То было чудесное превращение советского и сионистского образца – с обретением аполлонийского языка, аполлонийского тела и, быть может, аполлонийской лучшей половины (так было у Шведа-Левова, но не у обитателей Палестины, где всем евреям суждено было стать просвещенными аполлонийцами, а всем нееврейским аполлонийцам суждено было остаться непросвещенными). Меркурианская голова была прочно приделана к атлетическому туловищу, пригородному ландшафту и главным социальным и политическим институтам страны. Комикс о Супермене был создан в 1934 году в Кливленде двумя еврейскими школьниками[465]
.Американские еврейские интеллектуалы перестали быть бунтарями-изгнанниками и переквалифицировались в профессоров на твердом окладе. Подвижническая интеллигенция в русском стиле превратилась в когорту формально обученных интеллектуалов (“буржуазных специалистов”), организованных в профессиональные корпорации. К 1969 году на долю евреев (менее 3 % населения) приходилось 27 % преподавателей юридических факультетов, 23 % – медицинских и 22 % профессоров биохимии. В семнадцати наиболее престижных американских университетах евреи составляли 36 % профессоров права, 34 % социологов, 28 % экономистов, 26 % физиков, 24 % политологов, 22 % историков, 20 % философов и 20 % математиков. В 1949 году в Йельском колледже был один профессор-еврей; в 1970-м евреями были 18 % профессоров колледжа. Соединенные Штаты начали догонять Советский Союз по части еврейских достижений в то же самое время, когда Кремль решил положить конец еврейским достижениям в Советском Союзе. За два десятилетия обе страны добились серьезных успехов[466]
.Переместившись в высшие слои американского общества, евреи приняли американскую официальную веру. В 1940-х и 1950-х годах либерализм сменил марксизм в качестве ортодоксии еврейских интеллектуалов (с “Либеральным воображением” Лайонела Триллинга в роли раннего манифеста). Подобно своим собратьям в Палестине и предвоенном СССР, американские евреи 1940-х и 1950-х годов с готовностью восприняли основополагающие принципы своей новой родины (все чаще называемые “иудеохристианскими”). Но в чем состояли эти принципы? Государственный либерализм, отделенный от христианства и племенного национализма, был полуверой: набором правовых норм, метафизических аксиом и отцов-основателей, наделенных трансцендентным смыслом, но слабо связанных с требованиями кровного родства и личного бессмертия.

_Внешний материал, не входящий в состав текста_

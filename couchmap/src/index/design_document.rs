use indexmap::IndexMap;

/// Map and optional reduce function of a view.
#[derive(Debug, Clone, PartialEq, Eq)]
pub struct ViewDefinition {
    map: String,
    reduce: Option<String>,
}

impl ViewDefinition {
    pub fn new(map: &str) -> Self {
        ViewDefinition {
            map: map.to_string(),
            reduce: None,
        }
    }

    pub fn with_reduce(mut self, reduce: &str) -> Self {
        self.reduce = Some(reduce.to_string());
        self
    }

    pub fn map(&self) -> &str {
        &self.map
    }

    pub fn reduce(&self) -> Option<&str> {
        self.reduce.as_deref()
    }
}

/// A named group of views.
#[derive(Debug, Clone, PartialEq, Eq)]
pub struct DesignDocument {
    name: String,
    views: IndexMap<String, ViewDefinition>,
}

impl DesignDocument {
    pub fn new(name: &str) -> Self {
        DesignDocument {
            name: name.to_string(),
            views: IndexMap::new(),
        }
    }

    pub fn with_view(mut self, name: &str, view: ViewDefinition) -> Self {
        self.views.insert(name.to_string(), view);
        self
    }

    pub fn put_view(&mut self, name: &str, view: ViewDefinition) {
        self.views.insert(name.to_string(), view);
    }

    pub fn name(&self) -> &str {
        &self.name
    }

    pub fn view(&self, name: &str) -> Option<&ViewDefinition> {
        self.views.get(name)
    }

    pub fn views(&self) -> indexmap::map::Iter<'_, String, ViewDefinition> {
        self.views.iter()
    }
}
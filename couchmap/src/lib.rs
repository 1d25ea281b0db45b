#![allow(
    dead_code,
    unused_imports,
    clippy::module_inception,
)]
//! # couchmap - object-document mapping for Couchbase-style stores
//!
//! couchmap maps plain Rust structs to JSON documents stored under a string
//! key with an out-of-band CAS version and expiry, and runs N1QL repository
//! queries that hand back typed results.
//!
//! ## Key Features
//!
//! - **Descriptor metadata**: entity types describe their properties once, through
//!   `#[derive(CouchbaseEntity)]` or by hand, and the description is cached per type
//! - **Round trip**: `MappingConverter::write` and `MappingConverter::read` are inverse
//!   for every entity with an id property
//! - **Statement templates**: `$SELECT_ENTITY$`, `$BUCKET$` and `$ENTITY$` placeholders
//!   are expanded against the bucket
//! - **Return shapes**: query methods dispatch to entity, collection, stream, page or
//!   slice execution
//! - **Indexes**: declared primary, secondary and view indexes are created on demand
//! - **Pluggable store**: everything talks to a `StoreClient`, with an in-memory one included
//!
//! ## Quick Start
//!
//! ```rust,ignore
//! use couchmap::couchmap::Couchmap;
//! use couchmap::query::PageRequest;
//! use couchmap::repository::{QueryMethod, ReturnShape};
//! use couchmap::store::InMemoryStoreClient;
//! use couchmap_derive::CouchbaseEntity;
//!
//! #[derive(CouchbaseEntity, Default)]
//! #[entity(name = "Airline", n1ql_primary)]
//! struct Airline {
//!     #[entity(id)]
//!     id: String,
//!     name: String,
//!     country: String,
//! }
//!
//! let couchmap = Couchmap::builder()
//!     .type_key("_class")
//!     .open(Arc::new(InMemoryStoreClient::new("travel")))?;
//! let airlines = couchmap.repository::<Airline>()?;
//! airlines.save(&Airline { id: "airline::1".into(), name: "Air".into(), country: "FR".into() })?;
//!
//! let by_country = airlines.query(
//!     "$SELECT_ENTITY$ WHERE country = $1",
//!     QueryMethod::new("find_by_country", ReturnShape::Page),
//!     vec!["FR".into()],
//!     Some(PageRequest::of_size(20)?),
//! )?;
//! ```
//!
//! ## Module Organization
//!
//! - [`common`] - Values, conversion trait, constants and shared utilities
//! - [`convert`] - Mapping converter and JSON translation service
//! - [`couchmap`] - Facade tying a store client to mapping and repositories
//! - [`couchmap_builder`] - Builder for opening an instance
//! - [`couchmap_config`] - Instance configuration
//! - [`document`] - Ordered document model
//! - [`errors`] - Error types and result definitions
//! - [`index`] - Index declarations and the index manager
//! - [`mapping`] - Entity metadata and the mapping context
//! - [`query`] - Statements, bound queries, consistency levels and paging
//! - [`repository`] - Query dispatch, execution, templates and repositories
//! - [`store`] - Store client abstraction and in-memory implementation

pub mod common;
pub mod convert;
pub mod couchmap;
pub mod couchmap_builder;
pub mod couchmap_config;
pub mod document;
pub mod errors;
pub mod index;
pub mod mapping;
pub mod query;
pub mod repository;
pub mod store;

#[cfg(test)]
#[ctor::ctor]
fn init() {
    colog::init();
}
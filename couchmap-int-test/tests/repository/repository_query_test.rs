use crate::repository::{airline_row, Airline};
use couchmap::common::Value;
use couchmap::errors::ErrorKind;
use couchmap::query::{Consistency, PageRequest, QueryScanConsistency};
use couchmap::repository::{ExecutionKind, ExecutionPath, QueryMethod, QueryOutcome, ReturnShape};
use couchmap_int_test::test_util::{cleanup, create_test_context, run_test};
use serde_json::json;

const BY_COUNTRY: &str = "$SELECT_ENTITY$ WHERE country = $1";

fn spanish_airlines() -> Vec<serde_json::Value> {
    vec![
        airline_row("airline::1", 1, "Air Nostrum", "Spain"),
        airline_row("airline::2", 2, "Vueling", "Spain"),
        airline_row("airline::3", 3, "Iberia", "Spain"),
    ]
}

#[test]
fn test_entity_query_binds_arguments() {
    run_test(
        || create_test_context(),
        |ctx| {
            let repository = ctx.couchmap().repository::<Airline>()?;
            ctx.responder().respond(
                "WHERE name = $1",
                vec![airline_row("airline::2", 2, "Vueling", "Spain")],
            );

            let outcome = repository.query(
                "$SELECT_ENTITY$ WHERE name = $1",
                QueryMethod::new("findByName", ReturnShape::Entity),
                vec![Value::from("Vueling")],
                None,
            )?;
            match outcome {
                QueryOutcome::Entity(Some(found)) => assert_eq!(found.id, "airline::2"),
                _ => panic!("expected a single entity"),
            }

            let executed = ctx.client().executed_queries().pop().unwrap();
            assert_eq!(
                executed.statement().as_str(),
                format!(
                    "SELECT META(`{0}`).id AS _ID, META(`{0}`).cas AS _CAS, `{0}`.* FROM `{0}` WHERE name = $1",
                    ctx.bucket_name()
                )
            );
            assert!(executed.is_parameterized());
            assert_eq!(executed.args(), &[Value::from("Vueling")]);
            assert_eq!(
                executed.params().scan_consistency(),
                QueryScanConsistency::RequestPlus
            );
            Ok(())
        },
        |ctx| cleanup(ctx),
    )
}

#[test]
fn test_entity_query_without_rows_is_none() {
    run_test(
        || create_test_context(),
        |ctx| {
            let repository = ctx.couchmap().repository::<Airline>()?;
            let outcome = repository.query(
                "$SELECT_ENTITY$ WHERE name = $1",
                QueryMethod::new("findByName", ReturnShape::Entity),
                vec![Value::from("Nobody")],
                None,
            )?;
            assert!(matches!(outcome, QueryOutcome::Entity(None)));
            Ok(())
        },
        |ctx| cleanup(ctx),
    )
}

#[test]
fn test_collection_and_stream_queries() {
    run_test(
        || create_test_context(),
        |ctx| {
            let repository = ctx.couchmap().repository::<Airline>()?;
            ctx.responder().respond("WHERE country", spanish_airlines());

            let outcome = repository.query(
                BY_COUNTRY,
                QueryMethod::new("findByCountry", ReturnShape::Collection),
                vec![Value::from("Spain")],
                None,
            )?;
            match outcome {
                QueryOutcome::Collection(airlines) => {
                    assert_eq!(airlines.len(), 3);
                    assert_eq!(airlines[2].name, "Iberia");
                }
                _ => panic!("expected a collection"),
            }

            let outcome = repository.query(
                BY_COUNTRY,
                QueryMethod::new("streamByCountry", ReturnShape::Stream),
                vec![Value::from("Spain")],
                None,
            )?;
            match outcome {
                QueryOutcome::Stream(stream) => {
                    let names = stream
                        .map(|airline| airline.map(|airline| airline.name))
                        .collect::<Result<Vec<_>, _>>()?;
                    assert_eq!(names, vec!["Air Nostrum", "Vueling", "Iberia"]);
                }
                _ => panic!("expected a stream"),
            }
            Ok(())
        },
        |ctx| cleanup(ctx),
    )
}

#[test]
fn test_paged_query_counts_then_fetches_page() {
    run_test(
        || create_test_context(),
        |ctx| {
            let repository = ctx.couchmap().repository::<Airline>()?;
            let responder = ctx.responder();
            responder.respond("COUNT(*)", vec![json!({"count": 3})]);
            responder.respond(
                "WHERE country",
                vec![airline_row("airline::3", 3, "Iberia", "Spain")],
            );

            let outcome = repository.query(
                BY_COUNTRY,
                QueryMethod::new("findByCountry", ReturnShape::Page),
                vec![Value::from("Spain")],
                Some(PageRequest::new(1, 2)?),
            )?;
            let page = match outcome {
                QueryOutcome::Page(page) => page,
                _ => panic!("expected a page"),
            };
            assert_eq!(page.total_elements(), 3);
            assert_eq!(page.total_pages(), 2);
            assert!(!page.has_next());
            assert_eq!(page.content()[0].id, "airline::3");

            let bucket = ctx.bucket_name();
            let executed = ctx.client().executed_queries();
            let count = &executed[executed.len() - 2];
            let content = &executed[executed.len() - 1];
            assert_eq!(
                count.statement().as_str(),
                format!("SELECT COUNT(*) AS count FROM `{}` WHERE country = $1", bucket)
            );
            assert_eq!(count.args(), &[Value::from("Spain")]);
            assert!(content
                .statement()
                .as_str()
                .ends_with("WHERE country = $1 LIMIT 2 OFFSET 2"));
            assert_eq!(content.args(), &[Value::from("Spain")]);
            Ok(())
        },
        |ctx| cleanup(ctx),
    )
}

#[test]
fn test_paged_query_requires_count_column() {
    run_test(
        || create_test_context(),
        |ctx| {
            let repository = ctx.couchmap().repository::<Airline>()?;
            let responder = ctx.responder();
            responder.respond("COUNT(*)", vec![json!({"total": 3})]);
            responder.respond("WHERE country", spanish_airlines());

            let err = repository
                .query(
                    BY_COUNTRY,
                    QueryMethod::new("findByCountry", ReturnShape::Page),
                    vec![Value::from("Spain")],
                    Some(PageRequest::of_size(2)?),
                )
                .err()
                .unwrap();
            assert_eq!(err.kind(), &ErrorKind::QueryError);
            assert!(err.message().contains(&format!(
                "SELECT COUNT(*) AS count FROM `{}` WHERE country = $1",
                ctx.bucket_name()
            )));
            assert!(ctx
                .executed_statements()
                .iter()
                .all(|statement| !statement.ends_with("LIMIT 2")));
            Ok(())
        },
        |ctx| cleanup(ctx),
    )
}

#[test]
fn test_largest_slice_window_is_addressable() {
    run_test(
        || create_test_context(),
        |ctx| {
            let repository = ctx.couchmap().repository::<Airline>()?;
            let query = repository.string_query(
                BY_COUNTRY,
                QueryMethod::new("sliceByCountry", ReturnShape::Slice),
            );

            let page = PageRequest::new(0, usize::MAX - 1)?;
            match query.prepare_execution(vec![Value::from("Spain")], Some(page))? {
                ExecutionPath::Sliced { content, .. } => assert!(content
                    .statement()
                    .as_str()
                    .ends_with(&format!("WHERE country = $1 LIMIT {}", usize::MAX))),
                _ => panic!("expected a sliced path"),
            }

            let err = PageRequest::new(0, usize::MAX).err().unwrap();
            assert_eq!(err.kind(), &ErrorKind::InvalidOperation);
            let err = PageRequest::new(usize::MAX / 2 + 1, 2).err().unwrap();
            assert_eq!(err.kind(), &ErrorKind::InvalidOperation);
            Ok(())
        },
        |ctx| cleanup(ctx),
    )
}

#[test]
fn test_sliced_query_fetches_one_extra_row() {
    run_test(
        || create_test_context(),
        |ctx| {
            let repository = ctx.couchmap().repository::<Airline>()?;
            ctx.responder().respond("WHERE country", spanish_airlines());

            let outcome = repository.query(
                BY_COUNTRY,
                QueryMethod::new("sliceByCountry", ReturnShape::Slice),
                vec![Value::from("Spain")],
                Some(PageRequest::of_size(2)?),
            )?;
            let slice = match outcome {
                QueryOutcome::Slice(slice) => slice,
                _ => panic!("expected a slice"),
            };
            assert_eq!(slice.content().len(), 2);
            assert!(slice.has_next());
            assert_eq!(slice.next_request(), Some(PageRequest::new(1, 2)?));

            let statements = ctx.executed_statements();
            assert!(statements.last().unwrap().ends_with("WHERE country = $1 LIMIT 3"));
            assert!(statements.iter().all(|statement| !statement.contains("COUNT(*)")));
            Ok(())
        },
        |ctx| cleanup(ctx),
    )
}

#[test]
fn test_template_without_select_entity_counts_subquery() {
    run_test(
        || create_test_context(),
        |ctx| {
            let repository = ctx.couchmap().repository::<Airline>()?;
            let query = repository.string_query(
                "SELECT $ENTITY$, $BUCKET$.* FROM $BUCKET$ WHERE country = $1",
                QueryMethod::new("findByCountry", ReturnShape::Page),
            );

            let bucket = ctx.bucket_name();
            let content = format!(
                "SELECT META(`{0}`).id AS _ID, META(`{0}`).cas AS _CAS, `{0}`.* FROM `{0}` WHERE country = $1",
                bucket
            );
            assert_eq!(query.statement().as_str(), content);
            assert_eq!(
                query.count_statement().as_str(),
                format!("SELECT COUNT(*) AS count FROM ({}) AS sub", content)
            );

            let path = query.prepare_execution(vec![Value::from("Spain")], Some(PageRequest::of_size(10)?))?;
            assert_eq!(path.kind(), ExecutionKind::Paged);
            Ok(())
        },
        |ctx| cleanup(ctx),
    )
}

#[test]
fn test_query_consistency_can_be_overridden() {
    run_test(
        || create_test_context(),
        |ctx| {
            let repository = ctx.couchmap().repository::<Airline>()?;
            let query = repository
                .string_query(BY_COUNTRY, QueryMethod::new("findByCountry", ReturnShape::Collection))
                .with_consistency(Consistency::EventuallyConsistent);
            query.execute(vec![Value::from("Spain")], None)?;

            let executed = ctx.client().executed_queries().pop().unwrap();
            assert_eq!(
                executed.params().scan_consistency(),
                QueryScanConsistency::NotBounded
            );
            Ok(())
        },
        |ctx| cleanup(ctx),
    )
}

#[test]
fn test_unsupported_methods_run_nothing() {
    run_test(
        || create_test_context(),
        |ctx| {
            let repository = ctx.couchmap().repository::<Airline>()?;
            let before = ctx.executed_statements().len();

            let err = repository
                .query(
                    "DELETE FROM $BUCKET$ WHERE country = $1",
                    QueryMethod::new("deleteByCountry", ReturnShape::Collection).modifying(),
                    vec![Value::from("Spain")],
                    None,
                )
                .err()
                .unwrap();
            assert_eq!(err.kind(), &ErrorKind::UnsupportedShape);

            let err = repository
                .query(
                    "SELECT COUNT(*) FROM $BUCKET$",
                    QueryMethod::new("countAll", ReturnShape::Other),
                    vec![],
                    None,
                )
                .err()
                .unwrap();
            assert_eq!(err.kind(), &ErrorKind::UnsupportedShape);

            let err = repository
                .query(
                    BY_COUNTRY,
                    QueryMethod::new("findByCountry", ReturnShape::Page),
                    vec![Value::from("Spain")],
                    None,
                )
                .err()
                .unwrap();
            assert_eq!(err.kind(), &ErrorKind::InvalidOperation);

            assert_eq!(ctx.executed_statements().len(), before);
            Ok(())
        },
        |ctx| cleanup(ctx),
    )
}

#[test]
fn test_failed_query_method_is_reported() {
    run_test(
        || create_test_context(),
        |ctx| {
            let repository = ctx.couchmap().repository::<Airline>()?;
            ctx.responder().fail("WHERE country", "index not found");

            let err = repository
                .query(
                    BY_COUNTRY,
                    QueryMethod::new("findByCountry", ReturnShape::Collection),
                    vec![Value::from("Spain")],
                    None,
                )
                .err()
                .unwrap();
            assert_eq!(err.kind(), &ErrorKind::QueryError);
            assert!(err.message().contains("index not found"));
            Ok(())
        },
        |ctx| cleanup(ctx),
    )
}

В той (довольно ограниченной) мере, в какой послевоенное американское государство было действительно отделено от христианства и племенного национализма, оно разработало новую концепцию своего предназначения и всеобщего благополучия. Оно стало терапевтическим и в значительной степени (подсознательно) фрейдистским[467]
.Все современные государства развили в себе способность “попечения”, которая раньше ассоциировалась с семьей, церковью и врачом. В Соединенных Штатах организационные и интеллектуальные основы нового режима были заложены туземными реформаторами-“прогрессистами” (включая пропагандистов “профессионального консультирования” и “умственной гигиены”), но большинством базовых терминов и понятий новая идеология обязана фрейдизму. Доставив фрейдизм в Америку и усвоив его – на краткое время – как религию спасения, дети Тевье сделались американцами, сделав Америку более терапевтической. Как пишет Эндрю Р. Хайнце, “с помощью языка современной психологии евреи выписали американскому среднему классу моральный рецепт, который должен был породить общественный порядок, одновременно «хороший для евреев» и потенциально полезный для всех чужаков, желавших интегрироваться в американское общество”. Перефразируя Марка Шехнера, можно сказать, что превращение евреев в американцев требовало превращения революционеров в пациентов[468]
.Фрейдизм был доктриной, рожденной еврейской революцией XIX столетия. Он имел те же семейные корни, что и марксизм, разделял его одержимость отцеубийством и воспроизвел (в миниатюрном масштабе) его организационную структуру. При этом спасение, обещанное фрейдизмом, было индивидуальным, временным и зависящим от приобретенной на рынке профессиональной компетенции. Фрейдизм стремился стать религией капитализма в той же мере, в какой марксизм стремился стать религией социализма: он предложил научное обоснование либеральной концепции одинокого и неисправимого человека, применил принципы политического либерализма к тайнам человеческой души и приспособил американскую Декларацию независимости к поиску личного искупления. Достижение индивидуального счастья – как и функционирование либерального государства – полагалось на управляемое несовершенство: наложения хрупких сдержек и противовесов на неискоренимые внутренние противоречия.